- **Goal of the exercise**
Please output the entries below exactly as they are.

- **Supplied data**
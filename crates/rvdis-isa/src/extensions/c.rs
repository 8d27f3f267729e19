//! C extension (compressed instructions) - decode, disasm.
//!
//! Only a few quadrant 1 and 2 encodings are recognized.

use super::InstructionExtension;
use crate::{
    DecodedInstr, EXT_C, InstrArgs, OpId, decode_c_bit12, decode_c_funct3, decode_c_op,
    decode_c_rd, decode_c_rs2, decode_ci_imm, decode_ci_uimm, reg_name,
};

// Quadrant 1
pub const OP_C_ADDI: OpId = OpId::new(EXT_C, 0);
pub const OP_C_LI: OpId = OpId::new(EXT_C, 1);

// Quadrant 2
pub const OP_C_MV: OpId = OpId::new(EXT_C, 2);

/// Get the mnemonic for a C extension instruction.
#[must_use]
pub const fn c_mnemonic(opid: OpId) -> &'static str {
    match opid.idx {
        0 => "c.addi",
        1 => "c.li",
        2 => "c.mv",
        _ => "???",
    }
}

/// C extension (compressed instructions).
pub struct CExtension;

impl InstructionExtension for CExtension {
    fn name(&self) -> &'static str {
        "C"
    }

    fn ext_id(&self) -> u8 {
        EXT_C
    }

    fn decode16(&self, raw: u16) -> Option<(OpId, InstrArgs)> {
        let funct3 = decode_c_funct3(raw);
        match decode_c_op(raw) {
            0b01 => decode_q1(raw, funct3),
            0b10 => decode_q2(raw, funct3),
            _ => None,
        }
    }

    fn disasm(&self, instr: &DecodedInstr) -> String {
        format_c_instr(c_mnemonic(instr.opid), &instr.args, instr.opid)
    }
}

const fn decode_q1(instr: u16, funct3: u8) -> Option<(OpId, InstrArgs)> {
    let rd = decode_c_rd(instr);
    match funct3 {
        0b000 => Some((
            OP_C_ADDI,
            InstrArgs::I {
                rd,
                rs1: rd,
                imm: decode_ci_imm(instr),
            },
        )),
        // c.li keeps the 6-bit immediate unsigned
        0b010 if rd != 0 => Some((
            OP_C_LI,
            InstrArgs::I {
                rd,
                rs1: 0,
                imm: decode_ci_uimm(instr).cast_signed(),
            },
        )),
        _ => None,
    }
}

const fn decode_q2(instr: u16, funct3: u8) -> Option<(OpId, InstrArgs)> {
    let rd = decode_c_rd(instr);
    let rs2 = decode_c_rs2(instr);
    match funct3 {
        0b100 if rd != 0 && rs2 != 0 && decode_c_bit12(instr) == 0 => {
            Some((OP_C_MV, InstrArgs::R { rd, rs1: 0, rs2 }))
        }
        _ => None,
    }
}

fn format_c_instr(mnemonic: &str, args: &InstrArgs, opid: OpId) -> String {
    // c.addi operands are not rendered
    if opid == OP_C_ADDI {
        return format!("{mnemonic} ...");
    }
    match args {
        InstrArgs::R { rd, rs1: _, rs2 } => {
            format!("{} {}, {}", mnemonic, reg_name(*rd), reg_name(*rs2))
        }
        InstrArgs::I { rd, rs1: _, imm } => {
            format!("{} {}, {}", mnemonic, reg_name(*rd), imm)
        }
        InstrArgs::None => mnemonic.to_string(),
        _ => format!("{mnemonic} <?>"),
    }
}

- **Result of this exercise**
filename crates/rvdis-isa/src/extensions/c.rs
repository 8d27f3f267729e19
//! C extension (compressed instructions) - decode, disasm.
//!
//! Only a few quadrant 1 and 2 encodings are recognized.

use super::InstructionExtension;
use crate::{
    DecodedInstr, EXT_C, InstrArgs, OpId, decode_c_bit12, decode_c_funct3, decode_c_op,
    decode_c_rd, decode_c_rs2, decode_ci_imm, decode_ci_uimm, reg_name,
};

// Quadrant 1
pub const OP_C_ADDI: OpId = OpId::new(EXT_C, 0);
pub const OP_C_LI: OpId = OpId::new(EXT_C, 1);

// Quadrant 2
pub const OP_C_MV: OpId = OpId::new(EXT_C, 2);

/// Get the mnemonic for a C extension instruction.
#[must_use]
pub const fn c_mnemonic(opid: OpId) -> &'static str {
    match opid.idx {
        0 => "c.addi",
        1 => "c.li",
        2 => "c.mv",
        _ => "???",
    }
}

/// C extension (compressed instructions).
pub struct CExtension;

impl InstructionExtension for CExtension {
    fn name(&self) -> &'static str {
        "C"
    }

    fn ext_id(&self) -> u8 {
        EXT_C
    }

    fn decode16(&self, raw: u16) -> Option<(OpId, InstrArgs)> {
        let funct3 = decode_c_funct3(raw);
        match decode_c_op(raw) {
            0b01 => decode_q1(raw, funct3),
            0b10 => decode_q2(raw, funct3),
            _ => None,
        }
    }

    fn disasm(&self, instr: &DecodedInstr) -> String {
        format_c_instr(c_mnemonic(instr.opid), &instr.args, instr.opid)
    }
}

const fn decode_q1(instr: u16, funct3: u8) -> Option<(OpId, InstrArgs)> {
    let rd = decode_c_rd(instr);
    match funct3 {
        0b000 => Some((
            OP_C_ADDI,
            InstrArgs::I {
                rd,
                rs1: rd,
                imm: decode_ci_imm(instr),
            },
        )),
        // c.li keeps the 6-bit immediate unsigned
        0b010 if rd != 0 => Some((
            OP_C_LI,
            InstrArgs::I {
                rd,
                rs1: 0,
                imm: decode_ci_uimm(instr).cast_signed(),
            },
        )),
        _ => None,
    }
}

const fn decode_q2(instr: u16, funct3: u8) -> Option<(OpId, InstrArgs)> {
    let rd = decode_c_rd(instr);
    let rs2 = decode_c_rs2(instr);
    match funct3 {
        0b100 if rd != 0 && rs2 != 0 && decode_c_bit12(instr) == 0 => {
            Some((OP_C_MV, InstrArgs::R { rd, rs1: 0, rs2 }))
        }
        _ => None,
    }
}

fn format_c_instr(mnemonic: &str, args: &InstrArgs, opid: OpId) -> String {
    // c.addi operands are not rendered
    if opid == OP_C_ADDI {
        return format!("{mnemonic} ...");
    }
    match args {
        InstrArgs::R { rd, rs1: _, rs2 } => {
            format!("{} {}, {}", mnemonic, reg_name(*rd), reg_name(*rs2))
        }
        InstrArgs::I { rd, rs1: _, imm } => {
            format!("{} {}, {}", mnemonic, reg_name(*rd), imm)
        }
        InstrArgs::None => mnemonic.to_string(),
        _ => format!("{mnemonic} <?>"),
    }
}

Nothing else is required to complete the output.